Les conducteurs les plus pressés sont ceux qui réagissent le plus fortement au rythme. Durant l'étude, ils n'allaient pas plus vite si la musique passait de lente à modérée, mais ils se mettaient à aller beaucoup plus vite quand la musique passait de modérée à rapide: leur taux de feux rouges brûlés doublait, de 0,8 à 1,7%. Les conducteurs plus lents, de leur côté, se sont mis à moins respecter les feux rouges quand le rythme de la musique a un peu augmenté: de 0,4% sans musique à 0,55% avec de la musique lente et à 0,75% avec de la musique modérée. Mais ils modéraient leurs transports quand ils écoutaient du techno (0,45% d'infractions aux feux rouges).

En d'autres mots, la musique modérée rend les conducteurs lambins semblables aux conducteurs pressés.

Pourquoi avoir attendu aussi longtemps pour produire de la musique «antiaccident»? «La musique antiaccident ne doit pas seulement être plutôt lente ou modérée, mais doit aussi ne pas susciter de souvenirs, ne pas être accrocheuse, dit M. Brodsky. C'est difficile de trouver un compositeur qui accepte de composer une telle pièce. C'est pour cette raison que j'ai décidé de composer des pièces antiaccidents et que les autorités israéliennes responsables de la sécurité routière ont accepté de me financer pour vérifier si le CD est efficace.»

Les automobilistes vont-ils réellement écouter de la musique peu inspirante, rappelant vaguement une muzak un peu marimbée? La musique de Kenny G reviendra-t-elle à la mode?

«Si vous êtes fatigué ou un peu ivre et que vous craignez d'avoir un accident, ça peut être une motivation suffisante», dit M. Brodsky, dont le champ de travail principal porte sur la thérapie musicale et sur les habitudes des musiciens professionnels.
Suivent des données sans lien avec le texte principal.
// SPDX-FileCopyrightText: 2026 Tollgate Contributors
// SPDX-License-Identifier: MIT OR Apache-2.0

//! `tollgate route` command: route a single query and print the outcome.

use tollgate::Services;
use tollgate_config::TollgateConfig;
use tollgate_core::{Request, TenantId, TollgateError};

/// Route `query` once and print the full outcome as JSON on stdout.
pub async fn run_route(
    config: TollgateConfig,
    query: String,
    tenant: Option<String>,
) -> Result<(), TollgateError> {
    let services = Services::build(&config).await?;
    let tenant = tenant.map(TenantId).unwrap_or_default();

    let outcome = services.router.handle(Request::new(tenant, query)).await;
    let json = serde_json::to_string_pretty(&outcome)
        .map_err(|e| TollgateError::Internal(format!("failed to serialize outcome: {e}")))?;
    println!("{json}");
    Ok(())
}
Le silence est-il meilleur que la musique? «Pas nécessairement et surtout pas pour les jeunes, dit M. Brodsky. Ça génère de l'anxiété pour eux, parce qu'ils sont habitués à avoir toujours des stimuli.»
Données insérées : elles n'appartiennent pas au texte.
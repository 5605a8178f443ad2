// SPDX-FileCopyrightText: 2026 Tollgate Contributors
// SPDX-License-Identifier: MIT OR Apache-2.0

//! Severity-weighted toxic phrase scoring.

use std::ops::Range;
use std::sync::LazyLock;

use regex::Regex;

/// Phrase and severity weight. Scores add up per occurrence.
const TOXIC_PHRASES: &[(&str, f32)] = &[
    ("kill yourself", 1.0),
    ("i hate you", 0.5),
    ("go to hell", 0.5),
    ("piece of garbage", 0.4),
    ("idiot", 0.3),
    ("moron", 0.3),
    ("worthless", 0.3),
    ("pathetic", 0.25),
    ("stupid", 0.2),
    ("loser", 0.2),
    ("shut up", 0.2),
    ("dumb", 0.15),
];

static TOXIC_PATTERNS: LazyLock<Vec<(Regex, f32)>> = LazyLock::new(|| {
    TOXIC_PHRASES
        .iter()
        .map(|(phrase, weight)| {
            let pattern = format!(r"(?i)\b{}\b", regex::escape(phrase));
            (Regex::new(&pattern).expect("toxicity pattern"), *weight)
        })
        .collect()
});

/// Total score and the byte spans that contributed to it.
pub(crate) struct ToxicityScan {
    pub score: f32,
    pub spans: Vec<Range<usize>>,
}

pub(crate) fn scan(text: &str) -> ToxicityScan {
    let mut score = 0.0;
    let mut spans = Vec::new();
    for (pattern, weight) in TOXIC_PATTERNS.iter() {
        for m in pattern.find_iter(text) {
            score += weight;
            spans.push(m.range());
        }
    }
    spans.sort_by_key(|r| r.start);
    ToxicityScan { score, spans }
}

/// Replace each span with `[removed]`. Overlapping spans are merged.
pub(crate) fn strip_spans(text: &str, spans: &[Range<usize>]) -> String {
    let mut out = String::with_capacity(text.len());
    let mut cursor = 0;
    for span in spans {
        if span.end <= cursor {
            continue;
        }
        let start = span.start.max(cursor);
        out.push_str(&text[cursor..start]);
        if start == span.start {
            out.push_str("[removed]");
        }
        cursor = span.end;
    }
    out.push_str(&text[cursor..]);
    out
}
Un autre groupe à traiter à part est justement composé de musiciens: dans l'étude initiale, ils n'étaient pas plus pressés avec le techno qu'avec Kenny G. «Ils ont peut-être plus de facilité à contrôler leurs réactions à la musique, dit le psychologue israélien. C'est un peu comme un parfait bilingue qui tape à la machine: sa performance sera la même dans les deux langues, alors qu'une personne moins bilingue tapera plus lentement dans sa deuxième langue.»
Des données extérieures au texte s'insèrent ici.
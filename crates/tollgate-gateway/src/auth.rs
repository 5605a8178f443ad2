// SPDX-FileCopyrightText: 2026 Tollgate Contributors
// SPDX-License-Identifier: MIT OR Apache-2.0

//! Bearer-token middleware for the `/admin` prefix.
//!
//! Applied once to the whole admin router. When no token is configured every
//! admin request is rejected (fail-closed).

use axum::{
    extract::{Request, State},
    http::header,
    middleware::Next,
    response::{IntoResponse, Response},
};
use tollgate_core::TollgateError;

use crate::error::ApiError;

/// Authentication configuration for admin endpoints.
#[derive(Clone, Default)]
pub struct AuthConfig {
    /// Expected bearer token. `None` disables every admin endpoint.
    pub bearer_token: Option<String>,
}

impl std::fmt::Debug for AuthConfig {
    fn fmt(&self, f: &mut std::fmt::Formatter<'_>) -> std::fmt::Result {
        f.debug_struct("AuthConfig")
            .field(
                "bearer_token",
                &self.bearer_token.as_ref().map(|_| "[redacted]"),
            )
            .finish()
    }
}

impl AuthConfig {
    /// Whether the `Authorization` header value carries the expected token.
    fn accepts(&self, header_value: Option<&str>) -> bool {
        let Some(expected) = self.bearer_token.as_deref().filter(|t| !t.is_empty()) else {
            return false;
        };
        header_value
            .and_then(|v| v.strip_prefix("Bearer "))
            .is_some_and(|token| constant_time_eq(token.as_bytes(), expected.as_bytes()))
    }
}

fn constant_time_eq(a: &[u8], b: &[u8]) -> bool {
    if a.len() != b.len() {
        return false;
    }
    a.iter().zip(b).fold(0u8, |acc, (x, y)| acc | (x ^ y)) == 0
}

/// Reject requests without a valid bearer token with `401 {"error":"unauthorized"}`.
pub async fn admin_auth(
    State(auth): State<AuthConfig>,
    request: Request,
    next: Next,
) -> Response {
    if auth.bearer_token.is_none() {
        tracing::warn!(path = %request.uri().path(), "admin token not configured -- rejecting request");
        return unauthorized();
    }

    let header_value = request
        .headers()
        .get(header::AUTHORIZATION)
        .and_then(|v| v.to_str().ok());
    if auth.accepts(header_value) {
        return next.run(request).await;
    }

    tracing::debug!(path = %request.uri().path(), "admin request rejected");
    unauthorized()
}

fn unauthorized() -> Response {
    ApiError::from(TollgateError::Unauthorized).into_response()
}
Depuis la publication de l'étude initiale, en 2002, d'autres psychologues se sont penchés sur la musique en situation de conduite réelle. Une équipe ontarienne a conclu que la musique abaisse le stress dans les bouchons et diminue l'agressivité, alors que des psychologues américains ont calculé, sur la base de dossiers de conduite, qu'écouter la radio diminue le risque d'avoir un accident la nuit sur les routes rurales. De plus, une étude australienne sur simulateur avait conclu, en 1999, que la musique augmentait l'attention dans le champ de vision central mais la diminuait en périphérie. D'une manière générale, plusieurs études ont conclu que les sons très forts diminuent la rapidité des réactions.

Rap coupable

En 2009, le magazine britannique Auto Trader a fait un sondage auprès de ses lecteurs sur leurs habitudes d'écoute au volant. Les cobayes devaient dire si différents genres de musique les rendaient plus calmes ou plus agressifs lorsqu'ils conduisaient. La catégorie comprenant le rap et le hip-hop arrivait en tête de liste des mauvaises influences: un automobiliste sur cinq trouvait que ce genre de musique le rendait agressif, contre 1% qui rapportait un effet calmant. Pour la musique classique, c'était le contraire: la moitié des répondants se disaient apaisés et seulement 1% agressifs en écoutant du classique. La pop, le dance et le rock étaient aussi beaucoup moins néfastes que le rap, seulement 2%, 6% et 6% des automobilistes rapportant que ces types de musique les rendaient agressifs.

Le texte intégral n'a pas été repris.